SIRZ – potrzebny, ale uciążliwy dla rolników

SIRZ
SIRZ – potrzebny, ale uciążliwy dla rolników, fot. muffinn źródło: flickr.com

SIRZ, czyli System Identyfikacji i Rejestracji Zwierząt, bez wątpienia jest instytucją potrzebną nie tylko z perspektywy administracji publicznej – niemniej z jego istnieniem wiążą się pewne komplikacje dla rolników.

Funkcjonowanie Systemu Identyfikacji i Rejestracji Zwierząt (dalej jako: SIRZ) jest sprzężone z obowiązkami egzekwowanymi sumiennie od rolników. Każda dodatkowa formalność może z kolei zniechęcać do poszerzania inwentarza i rozwoju działalności rolniczej, o czym prawodawca zbyt często zapomina.

Zaczyna się od zgłoszenia do rejestru

Każdy producent rolny musi posiadać indywidualny numer, który jest nadawany na wniosek – w tym celu trzeba zgłosić się do najbliższego oddziału Agencji Rolnictwa i Mienia Rolnego (dalej jako: ARiMR). Kolejnym ważnym obowiązkiem spoczywającym na producencie rolnym jest rejestracja siedziby stad. Jednocześnie rolnik musi dbać o prawidłowe oznakowanie zwierząt i zgłaszanie ich do rejestru w odpowiednim terminie. Rodzi to kolejne obowiązki – wszelkie zdarzenia dotyczące oznakowanych zwierząt gospodarskich muszą być zgłaszane zgodnie z obowiązującą procedurą.

 Księga rejestracji i spis zwierząt

Jakby tego było mało, producent rolny musi prowadzić księgę rejestracji – osobną dla każdej siedziby stada, odrębną dla poszczególnych gatunków oznakowanych zwierząt gospodarskich. Księgi nie wolno mylić ze spisem – spis sporządza się co najmniej raz na 12 miesięcy, nie później niż w dniu 31 grudnia – księgę prowadzi się stale. Obecnie praktyką jest to, że rolnicy sporządzają spis na ostatnią chwilę, czyli pod koniec grudnia. Przygotowanie prawidłowego spisu wcale nie jest takie proste – problemy mogą pojawić się wtedy, gdy oczekuje się na cielęta lub prosięta, albo gdy niektóre zwierzęta chorują i nie wiadomo czy w dniu wykonania spisu ich wpisy będą tylko „martwymi” pozycjami.

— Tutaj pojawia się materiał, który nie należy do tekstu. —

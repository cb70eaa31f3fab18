//! Simulated media engine
//!
//! Stands in for a real audio element: sources "load" after a configurable
//! latency, the position advances in real time while playing, and the end of
//! the episode is reported with an `ended` event. Locations starting with
//! `missing:` fail to load. A position set before the source is ready is
//! held and applied once it is.
//!
//! All timing uses `tokio::time`, so the engine must be driven from inside a
//! tokio runtime.

use crate::config::EngineSettings;
use podplay_playback::{EngineEvent, EngineListener, MediaEngine, SessionId};
use std::sync::{Arc, Mutex, MutexGuard, PoisonError};
use std::time::Duration;
use tokio::time::{self, Instant};
use tracing::{debug, trace};

/// Location prefix that makes the simulated load fail
pub const MISSING_PREFIX: &str = "missing:";

#[derive(Debug, Default)]
struct SimState {
    source: Option<String>,
    listener: Option<EngineListener>,
    ready: bool,
    play_pending: bool,
    /// Position requested before the source was ready
    seek_pending: Option<f64>,
    playing: bool,
    ended: bool,
    /// Position at the last resume, pause or seek
    anchor: f64,
    resumed_at: Option<Instant>,
    /// Bumped whenever a scheduled load or end timer becomes obsolete
    epoch: u64,
}

impl SimState {
    fn position(&self) -> f64 {
        match self.resumed_at {
            Some(at) if self.playing => self.anchor + at.elapsed().as_secs_f64(),
            _ => self.anchor,
        }
    }

    fn emit(&self, event: EngineEvent) {
        if let Some(listener) = &self.listener {
            listener.emit(event);
        }
    }
}

#[derive(Debug, Clone)]
pub struct SimulatedEngine {
    settings: EngineSettings,
    state: Arc<Mutex<SimState>>,
}

impl SimulatedEngine {
    pub fn new(settings: EngineSettings) -> Self {
        Self {
            settings,
            state: Arc::new(Mutex::new(SimState::default())),
        }
    }

    pub fn source(&self) -> Option<String> {
        self.lock().source.clone()
    }

    pub fn is_playing(&self) -> bool {
        self.lock().playing
    }

    fn lock(&self) -> MutexGuard<'_, SimState> {
        self.state.lock().unwrap_or_else(PoisonError::into_inner)
    }

    fn duration_secs(&self) -> f64 {
        self.settings.episode_duration_seconds
    }

    fn schedule_load(&self, epoch: u64, uri: String) {
        let engine = self.clone();
        let latency = self.settings.load_latency();
        tokio::spawn(async move {
            time::sleep(latency).await;
            let mut state = engine.lock();
            if state.epoch != epoch {
                trace!(uri, "discarding superseded load");
                return;
            }
            if uri.starts_with(MISSING_PREFIX) {
                debug!(uri, "simulated load failed");
                state.emit(EngineEvent::Error {
                    detail: format!("source not found: {uri}"),
                });
                return;
            }
            state.ready = true;
            if let Some(seconds) = state.seek_pending.take() {
                state.anchor = seconds.clamp(0.0, engine.duration_secs());
            }
            state.emit(EngineEvent::Ready);
            if std::mem::take(&mut state.play_pending) {
                engine.resume(&mut state);
            }
        });
    }

    fn schedule_end(&self, state: &SimState) {
        let remaining = (self.duration_secs() - state.anchor).max(0.0);
        let epoch = state.epoch;
        let engine = self.clone();
        tokio::spawn(async move {
            time::sleep(Duration::from_secs_f64(remaining)).await;
            let mut state = engine.lock();
            if state.epoch != epoch || !state.playing {
                return;
            }
            state.anchor = engine.duration_secs();
            state.playing = false;
            state.resumed_at = None;
            state.ended = true;
            state.emit(EngineEvent::Ended);
        });
    }

    fn resume(&self, state: &mut SimState) {
        state.epoch += 1;
        state.playing = true;
        state.ended = false;
        state.resumed_at = Some(Instant::now());
        state.emit(EngineEvent::Started);
        self.schedule_end(state);
    }
}

impl MediaEngine for SimulatedEngine {
    fn set_source(&mut self, uri: &str) {
        let epoch = {
            let mut state = self.lock();
            let listener = state.listener.take();
            *state = SimState {
                source: Some(uri.to_string()),
                listener,
                epoch: state.epoch + 1,
                ..SimState::default()
            };
            state.epoch
        };
        debug!(uri, "simulated source assigned");
        self.schedule_load(epoch, uri.to_string());
    }

    fn clear_source(&mut self) {
        let mut state = self.lock();
        let listener = state.listener.take();
        *state = SimState {
            listener,
            epoch: state.epoch + 1,
            ..SimState::default()
        };
    }

    fn play(&mut self) {
        let mut state = self.lock();
        if state.playing || state.source.is_none() {
            return;
        }
        if !state.ready {
            state.play_pending = true;
            return;
        }
        self.resume(&mut state);
    }

    fn pause(&mut self) {
        let mut state = self.lock();
        state.play_pending = false;
        if !state.playing {
            return;
        }
        state.anchor = state.position().min(self.duration_secs());
        state.playing = false;
        state.resumed_at = None;
        state.epoch += 1;
        state.emit(EngineEvent::Paused);
    }

    fn position(&self) -> f64 {
        self.lock().position().min(self.duration_secs())
    }

    fn set_position(&mut self, seconds: f64) {
        let mut state = self.lock();
        if !state.ready {
            if state.source.is_some() {
                state.seek_pending = Some(seconds);
            }
            return;
        }
        state.anchor = seconds.clamp(0.0, self.duration_secs());
        state.ended = false;
        state.epoch += 1;
        if state.playing {
            state.resumed_at = Some(Instant::now());
            self.schedule_end(&state);
        }
    }

    fn duration(&self) -> f64 {
        if self.lock().ready {
            self.duration_secs()
        } else {
            f64::NAN
        }
    }

    fn has_ended(&self) -> bool {
        self.lock().ended
    }

    fn attach(&mut self, listener: EngineListener) {
        self.lock().listener = Some(listener);
    }

    fn detach(&mut self, session: SessionId) {
        let mut state = self.lock();
        if state.listener.as_ref().map(EngineListener::session) == Some(session) {
            state.listener = None;
        }
    }
}

#[cfg(test)]
mod tests {
    use super::*;
    use podplay_playback::PlayerInput;
    use tokio::sync::mpsc;

    fn engine(duration: f64) -> SimulatedEngine {
        SimulatedEngine::new(EngineSettings {
            episode_duration_seconds: duration,
            load_latency_ms: 100,
        })
    }

    async fn next_event(rx: &mut mpsc::UnboundedReceiver<PlayerInput>) -> EngineEvent {
        match rx.recv().await {
            Some(PlayerInput::Engine { event, .. }) => event,
            other => panic!("expected engine event, got {other:?}"),
        }
    }

    #[tokio::test(start_paused = true)]
    async fn reports_ready_after_latency() {
        let mut engine = engine(60.0);
        let (tx, mut rx) = mpsc::unbounded_channel();

        engine.set_source("ep1.mp3");
        engine.attach(EngineListener::new(SessionId::INITIAL, tx));
        assert!(engine.duration().is_nan());

        assert_eq!(next_event(&mut rx).await, EngineEvent::Ready);
        assert_eq!(engine.duration(), 60.0);
        assert_eq!(engine.position(), 0.0);
    }

    #[tokio::test(start_paused = true)]
    async fn missing_source_fails_to_load() {
        let mut engine = engine(60.0);
        let (tx, mut rx) = mpsc::unbounded_channel();

        engine.set_source("missing:ep1.mp3");
        engine.attach(EngineListener::new(SessionId::INITIAL, tx));
        engine.play();

        assert!(matches!(
            next_event(&mut rx).await,
            EngineEvent::Error { .. }
        ));
        assert!(!engine.is_playing());
    }

    #[tokio::test(start_paused = true)]
    async fn play_before_ready_starts_once_loaded() {
        let mut engine = engine(60.0);
        let (tx, mut rx) = mpsc::unbounded_channel();

        engine.set_source("ep1.mp3");
        engine.attach(EngineListener::new(SessionId::INITIAL, tx));
        engine.play();
        assert!(!engine.is_playing());

        assert_eq!(next_event(&mut rx).await, EngineEvent::Ready);
        assert_eq!(next_event(&mut rx).await, EngineEvent::Started);
        assert!(engine.is_playing());
    }

    #[tokio::test(start_paused = true)]
    async fn position_set_while_loading_applies_when_ready() {
        let mut engine = engine(600.0);
        let (tx, mut rx) = mpsc::unbounded_channel();

        engine.set_source("ep1.mp3");
        engine.attach(EngineListener::new(SessionId::INITIAL, tx));
        engine.set_position(120.0);
        assert_eq!(engine.position(), 0.0);

        assert_eq!(next_event(&mut rx).await, EngineEvent::Ready);
        assert_eq!(engine.position(), 120.0);

        // A new source forgets the held position
        engine.set_source("ep2.mp3");
        engine.set_position(300.0);
        engine.set_source("ep3.mp3");
        assert_eq!(next_event(&mut rx).await, EngineEvent::Ready);
        assert_eq!(engine.position(), 0.0);
    }

    #[tokio::test(start_paused = true)]
    async fn position_advances_until_ended() {
        let mut engine = engine(5.0);
        let (tx, mut rx) = mpsc::unbounded_channel();

        engine.set_source("ep1.mp3");
        engine.attach(EngineListener::new(SessionId::INITIAL, tx));
        engine.play();
        next_event(&mut rx).await;
        next_event(&mut rx).await;

        time::sleep(Duration::from_secs(2)).await;
        let position = engine.position();
        assert!((2.0..3.0).contains(&position), "position {position}");

        assert_eq!(next_event(&mut rx).await, EngineEvent::Ended);
        assert!(engine.has_ended());
        assert_eq!(engine.position(), 5.0);
    }

    #[tokio::test(start_paused = true)]
    async fn pause_freezes_position_and_seek_rearms() {
        let mut engine = engine(10.0);
        let (tx, mut rx) = mpsc::unbounded_channel();

        engine.set_source("ep1.mp3");
        engine.attach(EngineListener::new(SessionId::INITIAL, tx));
        engine.play();
        next_event(&mut rx).await;
        next_event(&mut rx).await;

        time::sleep(Duration::from_secs(3)).await;
        engine.pause();
        assert_eq!(next_event(&mut rx).await, EngineEvent::Paused);
        let frozen = engine.position();
        time::sleep(Duration::from_secs(30)).await;
        assert_eq!(engine.position(), frozen);
        assert!(!engine.has_ended());

        engine.set_position(9.0);
        engine.play();
        assert_eq!(next_event(&mut rx).await, EngineEvent::Started);
        assert_eq!(next_event(&mut rx).await, EngineEvent::Ended);
    }

    #[tokio::test(start_paused = true)]
    async fn new_source_cancels_pending_load() {
        let mut engine = engine(60.0);
        let (tx, mut rx) = mpsc::unbounded_channel();

        engine.set_source("missing:ep1.mp3");
        engine.set_source("ep2.mp3");
        engine.attach(EngineListener::new(SessionId::INITIAL, tx));

        assert_eq!(next_event(&mut rx).await, EngineEvent::Ready);
        time::sleep(Duration::from_secs(1)).await;
        assert!(rx.try_recv().is_err());
        assert_eq!(engine.source().as_deref(), Some("ep2.mp3"));
    }
}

Agrowies.pl = Rolnictwo – Sadownictwo – Ogrodnictwo –  Ochrona Roślin – Maszyny Rolnicze – Nawozy – Środki owadobójcze – Hodowla zwierząt – Finanse i Prawo dla Rolnika

Żeby zgłosić, trzeba wypełnić formularz

ARiMR informuje na swojej stronie internetowej, że prawidłowe zgłoszenie zwierzęcia do rejestru, albo zdarzenia dotyczącego oznakowanego zwierzęcia gospodarskiego, polega na wypełnieniu druku systemowego dostępnego w biurze powiatowym ARiMR oraz w oddziałach regionalnych agencji. Procedura jest sformalizowana i wymaga poświęcenia czasu, którego producentom rolnym zwykle brakuje – tylko niewielka część producentów rolnych jest pracodawcami.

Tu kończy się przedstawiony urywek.